Just wanted to update you on what's happening with the film, and thank you again for donating and helping me kick-start this project. It has honestly been so helpful to me.

Unfortunately my camera gear and audio recorder were stolen from my car while I was visiting a friend/participant in Portland recently. We were going to shoot an interview that day, went for a walk, and came back to find that my car had been broken into. I felt responsible, frustrated, and shocked, although I tried to remain equanimous with the sensations. It served as a reminder not to react when things don't go our way - which is bound to happen again and again in life. Since we have no control over external circumstances, the only thing we can do is control our reactions to them.

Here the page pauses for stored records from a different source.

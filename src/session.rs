use std::path::{Path, PathBuf};

use log::{debug, info, warn};
use serde::{Deserialize, Serialize};

use crate::markers::{MarkerGroup, ReferenceMarker, load_marker_group};

/// The platform caps concurrent tracked markers; one is all this overlay
/// ever needs
pub const MAX_TRACKED_IMAGES: usize = 1;

#[derive(Serialize, Deserialize, Debug, Clone, Default, PartialEq)]
#[serde(rename_all = "camelCase")]
pub struct TrackingConfiguration {
    pub tracking_images: Vec<ReferenceMarker>,
    pub maximum_number_of_tracked_images: usize,
}

/// Seam to the platform's tracking session. `run` replaces any previous
/// configuration and starts detection; `pause` halts camera capture and
/// frame processing.
pub trait TrackingSession {
    fn run(&mut self, configuration: TrackingConfiguration);
    fn pause(&mut self);
}

/// Owns a session handle and toggles it with the display surface lifecycle:
/// `start()` when the surface is about to appear, `stop()` when it is about
/// to disappear. Both are idempotent.
pub struct SessionConfigurator<S: TrackingSession> {
    session: S,
    manifest_path: PathBuf,
    running: bool,
}

impl<S: TrackingSession> SessionConfigurator<S> {
    pub fn new(session: S, manifest_path: impl Into<PathBuf>) -> SessionConfigurator<S> {
        SessionConfigurator {
            session,
            manifest_path: manifest_path.into(),
            running: false,
        }
    }

    pub fn start(&mut self) {
        if self.running {
            debug!("Session already running; start() ignored");
            return;
        }

        let group = match load_marker_group(Path::new(&self.manifest_path)) {
            Ok(group) => group,
            Err(e) => {
                // Reduced fidelity, not a fatal condition: run with no markers
                warn!("Marker group unavailable ({}); tracking will never fire", e);
                MarkerGroup::default()
            }
        };

        if group.is_empty() {
            warn!("No reference markers configured");
        } else {
            info!(
                "{} reference marker(s) added to tracking configuration",
                group.len()
            );
        }

        let configuration = TrackingConfiguration {
            tracking_images: group.markers().cloned().collect(),
            maximum_number_of_tracked_images: MAX_TRACKED_IMAGES,
        };

        self.session.run(configuration);
        self.running = true;
    }

    pub fn stop(&mut self) {
        if !self.running {
            debug!("Session not running; stop() ignored");
            return;
        }
        self.session.pause();
        self.running = false;
    }

    pub fn is_running(&self) -> bool {
        self.running
    }

    pub fn session(&self) -> &S {
        &self.session
    }

    pub fn session_mut(&mut self) -> &mut S {
        &mut self.session
    }
}

#[cfg(test)]
mod tests {
    use super::*;

    const MANIFEST_FIXTURE: &str = concat!(env!("CARGO_MANIFEST_DIR"), "/assets/markers.json");

    /// Records every call the configurator makes on the platform seam
    #[derive(Default)]
    struct RecordingSession {
        run_configurations: Vec<TrackingConfiguration>,
        pause_count: usize,
    }

    impl TrackingSession for RecordingSession {
        fn run(&mut self, configuration: TrackingConfiguration) {
            self.run_configurations.push(configuration);
        }

        fn pause(&mut self) {
            self.pause_count += 1;
        }
    }

    #[test]
    fn start_submits_markers_with_max_tracked_cap() {
        let mut configurator =
            SessionConfigurator::new(RecordingSession::default(), MANIFEST_FIXTURE);
        configurator.start();

        assert!(configurator.is_running());
        let session = configurator.session();
        assert_eq!(session.run_configurations.len(), 1);

        let configuration = &session.run_configurations[0];
        assert_eq!(configuration.maximum_number_of_tracked_images, 1);
        assert_eq!(configuration.tracking_images.len(), 1);
        assert_eq!(configuration.tracking_images[0].name, "eevee-card");
    }

    #[test]
    fn start_is_idempotent() {
        let mut configurator =
            SessionConfigurator::new(RecordingSession::default(), MANIFEST_FIXTURE);
        configurator.start();
        configurator.start();
        assert_eq!(configurator.session().run_configurations.len(), 1);
    }

    #[test]
    fn stop_is_idempotent_and_only_pauses_when_running() {
        let mut configurator =
            SessionConfigurator::new(RecordingSession::default(), MANIFEST_FIXTURE);
        configurator.stop();
        assert_eq!(configurator.session().pause_count, 0);

        configurator.start();
        configurator.stop();
        configurator.stop();
        assert_eq!(configurator.session().pause_count, 1);
        assert!(!configurator.is_running());
    }

    #[test]
    fn restart_resubmits_the_configuration() {
        let mut configurator =
            SessionConfigurator::new(RecordingSession::default(), MANIFEST_FIXTURE);
        configurator.start();
        configurator.stop();
        configurator.start();
        assert_eq!(configurator.session().run_configurations.len(), 2);
    }

    #[test]
    fn missing_manifest_runs_with_zero_markers() {
        let mut configurator =
            SessionConfigurator::new(RecordingSession::default(), "./no-such-manifest.json");
        configurator.start();

        assert!(configurator.is_running());
        let configuration = &configurator.session().run_configurations[0];
        assert!(configuration.tracking_images.is_empty());
        assert_eq!(configuration.maximum_number_of_tracked_images, 1);
    }
}
use clap::Parser;
use env_logger::Env;
use log::{debug, info, warn};
use nalgebra::Isometry3;
use std::path::Path;

use marker3d_overlay::overlay::{AnchorSceneBuilder, CardOverlayBuilder};
use marker3d_overlay::session::SessionConfigurator;
use marker3d_overlay::settings::Cli;
use marker3d_overlay::simulator::SimulatedSession;

fn main() {
    let cli = Cli::parse();

    // Initialize the logger from the environment
    env_logger::Builder::from_env(Env::default().default_filter_or(&cli.log_level)).init();

    debug!("Started; args: {:?}", cli);

    // The display surface is "appearing": configure and run the session
    let mut configurator = SessionConfigurator::new(SimulatedSession::new(), &cli.markers_path);
    configurator.start();

    let builder = CardOverlayBuilder::new(Some(Path::new(&cli.model_path)));

    // Script one detection the way the platform would deliver it
    let pose = Isometry3::translation(0.0, 0.0, -cli.simulated_distance);
    match configurator.session_mut().detect(&cli.simulated_marker, pose) {
        Some(anchor) => {
            let fragment = builder.node_for_anchor(&anchor);
            info!(
                "Overlay fragment built for \"{}\"; handing to the renderer would happen here",
                cli.simulated_marker
            );
            println!(
                "{}",
                serde_json::to_string_pretty(&fragment).expect("fragment should serialize")
            );
        }
        None => {
            warn!(
                "Marker \"{}\" was not detected; nothing to build",
                cli.simulated_marker
            );
        }
    }

    // ...and "disappearing" again
    configurator.stop();
}
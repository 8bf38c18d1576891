use std::{fs, path::Path};

use anyhow::{Result, anyhow};
use log::{debug, warn};
use nalgebra::Vector3;
use serde::Deserialize;

use crate::scene::{Geometry, Node};

/// One node of a pre-authored model scene, as stored on disk
#[derive(Deserialize, Debug)]
#[serde(rename_all = "camelCase")]
struct ModelNode {
    #[serde(default)]
    name: Option<String>,
    #[serde(default)]
    mesh: Option<String>,
    #[serde(default)]
    position: Option<[f32; 3]>,
    #[serde(default)]
    euler_angles: Option<[f32; 3]>,
    #[serde(default)]
    scale: Option<[f32; 3]>,
    #[serde(default)]
    children: Vec<ModelNode>,
}

#[derive(Deserialize, Debug)]
struct ModelScene {
    nodes: Vec<ModelNode>,
}

fn into_node(model: ModelNode) -> Node {
    let mut node = match model.mesh {
        Some(source) => Node::with_geometry(Geometry::Mesh { source }),
        None => Node::new(),
    };
    node.name = model.name;
    if let Some([x, y, z]) = model.position {
        node.position = Vector3::new(x, y, z);
    }
    if let Some([x, y, z]) = model.euler_angles {
        node.euler_angles = Vector3::new(x, y, z);
    }
    if let Some([x, y, z]) = model.scale {
        node.scale = Vector3::new(x, y, z);
    }
    for child in model.children {
        node.add_child_node(into_node(child));
    }
    node
}

/// Parse a model scene description into its top-level nodes
pub fn parse_model_scene(text: &str) -> Result<Vec<Node>> {
    match serde_json::from_str::<ModelScene>(text) {
        Ok(scene) => Ok(scene.nodes.into_iter().map(into_node).collect()),
        Err(e) => Err(anyhow!("Failed to parse model scene: {}", e)),
    }
}

/// Load a pre-authored model asset and return its first top-level node as
/// the model root. Any failure (missing file, bad data, empty scene) yields
/// None so the caller can decide how to degrade.
pub fn load_model(model_path: &Path) -> Option<Node> {
    let text = match fs::read_to_string(model_path) {
        Ok(text) => text,
        Err(e) => {
            warn!(
                "Failed to read model asset \"{}\": {}",
                model_path.display(),
                e
            );
            return None;
        }
    };

    match parse_model_scene(&text) {
        Ok(mut nodes) => {
            if nodes.is_empty() {
                warn!("Model asset \"{}\" contains no nodes", model_path.display());
                None
            } else {
                debug!(
                    "Loaded model asset \"{}\" with {} top-level node(s)",
                    model_path.display(),
                    nodes.len()
                );
                Some(nodes.remove(0))
            }
        }
        Err(e) => {
            warn!("Model asset \"{}\" unusable: {}", model_path.display(), e);
            None
        }
    }
}
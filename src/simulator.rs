use log::{debug, info};
use nalgebra::Isometry3;

use crate::anchor::{Anchor, ImageAnchor};
use crate::session::{TrackingConfiguration, TrackingSession};

/// Headless stand-in for the platform's tracking session. It does no image
/// recognition; callers script "detections" and the simulator only enforces
/// the bookkeeping a real session would: configured markers only, the
/// max-tracked cap, and no events while paused.
#[derive(Default)]
pub struct SimulatedSession {
    configuration: TrackingConfiguration,
    running: bool,
    live_markers: Vec<String>,
}

impl SimulatedSession {
    pub fn new() -> SimulatedSession {
        SimulatedSession::default()
    }

    pub fn is_running(&self) -> bool {
        self.running
    }

    pub fn configuration(&self) -> &TrackingConfiguration {
        &self.configuration
    }

    /// Script a detection of the named marker at the given pose. Returns the
    /// new anchor, or None when the session would not have produced one.
    pub fn detect(&mut self, marker_name: &str, pose: Isometry3<f32>) -> Option<Anchor> {
        if !self.running {
            debug!("Session paused; ignoring detection of \"{}\"", marker_name);
            return None;
        }

        if self.live_markers.iter().any(|m| m == marker_name) {
            // Already anchored; a re-sighting is an update, not a new anchor
            debug!("Marker \"{}\" already tracked", marker_name);
            return None;
        }

        if self.live_markers.len() >= self.configuration.maximum_number_of_tracked_images {
            debug!(
                "Tracking slots saturated ({}); ignoring \"{}\"",
                self.configuration.maximum_number_of_tracked_images, marker_name
            );
            return None;
        }

        let Some(marker) = self
            .configuration
            .tracking_images
            .iter()
            .find(|m| m.name == marker_name)
        else {
            debug!(
                "Marker \"{}\" is not in the tracking configuration",
                marker_name
            );
            return None;
        };

        let marker = marker.clone();
        self.live_markers.push(String::from(&marker.name));
        info!("Simulated detection of marker \"{}\"", marker.name);
        Some(Anchor::Image(ImageAnchor::new(marker, pose)))
    }

    /// The marker left the camera's view; free its tracking slot
    pub fn remove(&mut self, marker_name: &str) {
        self.live_markers.retain(|m| m != marker_name);
    }
}

impl TrackingSession for SimulatedSession {
    fn run(&mut self, configuration: TrackingConfiguration) {
        info!(
            "Simulated session running with {} tracking image(s), max {} tracked",
            configuration.tracking_images.len(),
            configuration.maximum_number_of_tracked_images
        );
        self.configuration = configuration;
        self.live_markers.clear();
        self.running = true;
    }

    fn pause(&mut self) {
        info!("Simulated session paused");
        self.running = false;
    }
}
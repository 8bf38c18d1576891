use std::{fs, io::ErrorKind, path::Path};

use anyhow::{Result, anyhow};
use indexmap::IndexMap;
use log::{debug, info, warn};
use serde::{Deserialize, Serialize};

use crate::PhysicalSize;

#[derive(Serialize, Deserialize, Debug, Clone, PartialEq)]
#[serde(rename_all = "camelCase")]
pub struct ReferenceMarker {
    pub name: String,
    /// Real-world width of the printed marker, in metres
    pub physical_width: f32,
    /// Real-world height of the printed marker, in metres
    pub physical_height: f32,
}

impl ReferenceMarker {
    pub fn new(name: &str, physical_width: f32, physical_height: f32) -> Self {
        ReferenceMarker {
            name: String::from(name),
            physical_width,
            physical_height,
        }
    }

    pub fn physical_size(&self) -> PhysicalSize {
        (self.physical_width, self.physical_height)
    }
}

/// Manifest file shape: the group name plus a flat list of markers
#[derive(Deserialize, Debug)]
#[serde(rename_all = "camelCase")]
struct MarkerManifest {
    name: String,
    markers: Vec<ReferenceMarker>,
}

/// A named group of reference markers, keyed by marker name.
/// Loaded once when the session starts; immutable for its lifetime.
#[derive(Debug, Clone, Default)]
pub struct MarkerGroup {
    pub name: String,
    markers: IndexMap<String, ReferenceMarker>,
}

impl MarkerGroup {
    pub fn new(name: &str) -> MarkerGroup {
        MarkerGroup {
            name: String::from(name),
            markers: IndexMap::new(),
        }
    }

    pub fn insert(&mut self, marker: ReferenceMarker) {
        self.markers.insert(String::from(&marker.name), marker);
    }

    pub fn get(&self, name: &str) -> Option<&ReferenceMarker> {
        self.markers.get(name)
    }

    pub fn markers(&self) -> impl Iterator<Item = &ReferenceMarker> {
        self.markers.values()
    }

    pub fn len(&self) -> usize {
        self.markers.len()
    }

    pub fn is_empty(&self) -> bool {
        self.markers.is_empty()
    }
}

pub fn parse_marker_group(text: &str) -> Result<MarkerGroup> {
    match serde_json::from_str::<MarkerManifest>(text) {
        Ok(manifest) => {
            let mut group = MarkerGroup::new(&manifest.name);
            for marker in manifest.markers {
                // Duplicate names: last entry wins
                group.insert(marker);
            }
            Ok(group)
        }
        Err(e) => Err(anyhow!("Failed to parse marker manifest: {}", e)),
    }
}

/// Load a marker group manifest from disk. A missing file is not an error:
/// tracking simply runs with zero markers configured.
pub fn load_marker_group(manifest_path: &Path) -> Result<MarkerGroup> {
    match fs::read_to_string(manifest_path) {
        Err(e) => {
            if e.kind() == ErrorKind::NotFound {
                warn!(
                    "Marker manifest not found at \"{}\"; using an empty group",
                    manifest_path.display()
                );
                Ok(MarkerGroup::default())
            } else {
                Err(anyhow!(
                    "Failed to read marker manifest \"{}\": {}",
                    manifest_path.display(),
                    e
                ))
            }
        }
        Ok(text) => {
            let group = parse_marker_group(&text)?;
            info!(
                "Loaded {} reference markers OK from group \"{}\"",
                group.len(),
                group.name
            );
            debug!("Marker group parsed from file: {:?}", group);
            Ok(group)
        }
    }
}
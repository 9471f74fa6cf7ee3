use thiserror::Error;

use crate::{account::AccountRecord, transaction::TransactionRecord};

pub mod file_store;
pub mod in_memory_store;

#[derive(Debug, Error)]
pub enum StoreError {
    #[error("Ledger I/O failed: {0}")]
    Io(#[from] std::io::Error),
    #[error("Ledger encoding failed: {0}")]
    Csv(#[from] csv::Error),
}

/// Durable home of the account set and the transaction journal.
///
/// Loading is permissive: a malformed line is skipped, a missing backing file reads as empty.
/// Writes are not retried.
pub trait LedgerStore {
    fn load_all(&self) -> Result<Vec<AccountRecord>, StoreError>;

    /// Replaces the whole account set, keeping the given order.
    fn save_all(&mut self, records: &[AccountRecord]) -> Result<(), StoreError>;

    fn append_transaction(&mut self, record: &TransactionRecord) -> Result<(), StoreError>;

    /// Adds one account after the existing ones without rewriting them.
    fn create_account(&mut self, record: &AccountRecord) -> Result<(), StoreError>;

    fn load_transactions(&self) -> Result<Vec<TransactionRecord>, StoreError>;
}
use std::io::Write;

use crate::{
    account::{AccountRecord, Displayable},
    transaction::TransactionRecord,
};

pub fn print_accounts<'a, W>(
    output: &mut W,
    accounts: impl IntoIterator<Item = &'a AccountRecord>,
) -> anyhow::Result<()>
where
    W: Write,
{
    for acc in accounts {
        if let Err(err) = writeln!(output, "{}", acc.details(true)) {
            anyhow::bail!("Failed to print account {}: {err}", acc.id())
        }
    }
    output.flush()?;
    Ok(())
}

pub fn print_transactions<'a, W>(
    output: &mut W,
    transactions: impl IntoIterator<Item = &'a TransactionRecord>,
) -> anyhow::Result<()>
where
    W: Write,
{
    for tx in transactions {
        writeln!(
            output,
            "{} -> {} | {} | {}",
            tx.from_id(),
            tx.to_id(),
            tx.amount(),
            tx.note()
        )?;
    }
    output.flush()?;
    Ok(())
}
use anyhow::Result;
use clap::Parser;
use flat_ledger::bin_utils::{Cli, Service};
use tracing_subscriber::EnvFilter;

fn main() -> Result<()> {
    let filter = EnvFilter::try_from_default_env().unwrap_or_else(|_| EnvFilter::new("warn"));
    tracing_subscriber::fmt()
        .with_env_filter(filter)
        .with_target(false)
        .with_writer(std::io::stderr)
        .init();

    let cli = Cli::parse();
    let service = Service {
        config: cli.config(),
        output: &mut std::io::stdout(),
    };
    service.run(cli.command)
}
use rust_decimal::{Decimal, prelude::Zero};
use thiserror::Error;

use crate::account::AccountId;

#[derive(Debug, Clone, Copy, PartialEq, Eq)]
pub enum LedgerAction {
    Deposit,
    Withdraw,
    Transfer,
}

/// What a [`BalanceCommand`] does to its single account.
#[derive(Debug, Clone, Copy, PartialEq, Eq)]
pub enum BalanceAction {
    Deposit,
    Withdraw,
}

impl From<BalanceAction> for LedgerAction {
    fn from(action: BalanceAction) -> Self {
        match action {
            BalanceAction::Deposit => LedgerAction::Deposit,
            BalanceAction::Withdraw => LedgerAction::Withdraw,
        }
    }
}

#[derive(Debug, Error, PartialEq, Eq)]
pub enum CommandError {
    #[error("Amount must be positive for {action:?}, got {amount}")]
    NonPositiveAmount {
        action: LedgerAction,
        amount: Decimal,
    },
    #[error("Amount must not be negative for {action:?}, got {amount}")]
    NegativeAmount {
        action: LedgerAction,
        amount: Decimal,
    },
}

/// Validated request to move `amount` from one account to another.
#[derive(Debug, Clone, PartialEq, Eq)]
pub struct TransferCommand {
    pub from_id: AccountId,
    pub to_id: AccountId,
    pub amount: Decimal,
}

impl TransferCommand {
    pub fn new(
        from_id: AccountId,
        to_id: AccountId,
        amount: Decimal,
    ) -> Result<Self, CommandError> {
        require_positive(LedgerAction::Transfer, amount)?;
        Ok(Self {
            from_id,
            to_id,
            amount,
        })
    }
}

/// Validated request to credit or debit a single account.
#[derive(Debug, Clone, PartialEq, Eq)]
pub struct BalanceCommand {
    pub id: AccountId,
    pub action: BalanceAction,
    pub amount: Decimal,
}

impl BalanceCommand {
    /// Deposits must move money. Withdrawals of zero are accepted and change nothing.
    pub fn deposit(id: AccountId, amount: Decimal) -> Result<Self, CommandError> {
        require_positive(BalanceAction::Deposit.into(), amount)?;
        Ok(Self {
            id,
            action: BalanceAction::Deposit,
            amount,
        })
    }

    pub fn withdraw(id: AccountId, amount: Decimal) -> Result<Self, CommandError> {
        if amount < Decimal::zero() {
            return Err(CommandError::NegativeAmount {
                action: BalanceAction::Withdraw.into(),
                amount,
            });
        }
        Ok(Self {
            id,
            action: BalanceAction::Withdraw,
            amount,
        })
    }
}

fn require_positive(action: LedgerAction, amount: Decimal) -> Result<(), CommandError> {
    if amount > Decimal::zero() {
        Ok(())
    } else {
        Err(CommandError::NonPositiveAmount { action, amount })
    }
}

Moving forward, I am revising a grant with the San Francisco Film Society, and hoping to get accepted into their Fiscal Sponsorship Program. This would assist me in writing a strong grant proposal, and from there I could expand the project overall (rent equipment and studio space, pay additional staff, etc). Whether or not I get accepted into this program, the film is on its way. I ask for your patience in its manifestation.

Thank you kindly for believing in this project.


Conor Provenzano

The Beginning of "Serpent Fire"

Hi Everyone!

It's been months since I've updated you all on the progress of the movie, which is getting off the ground slowly but surely. So, what's happening with "The Serpent Fire"?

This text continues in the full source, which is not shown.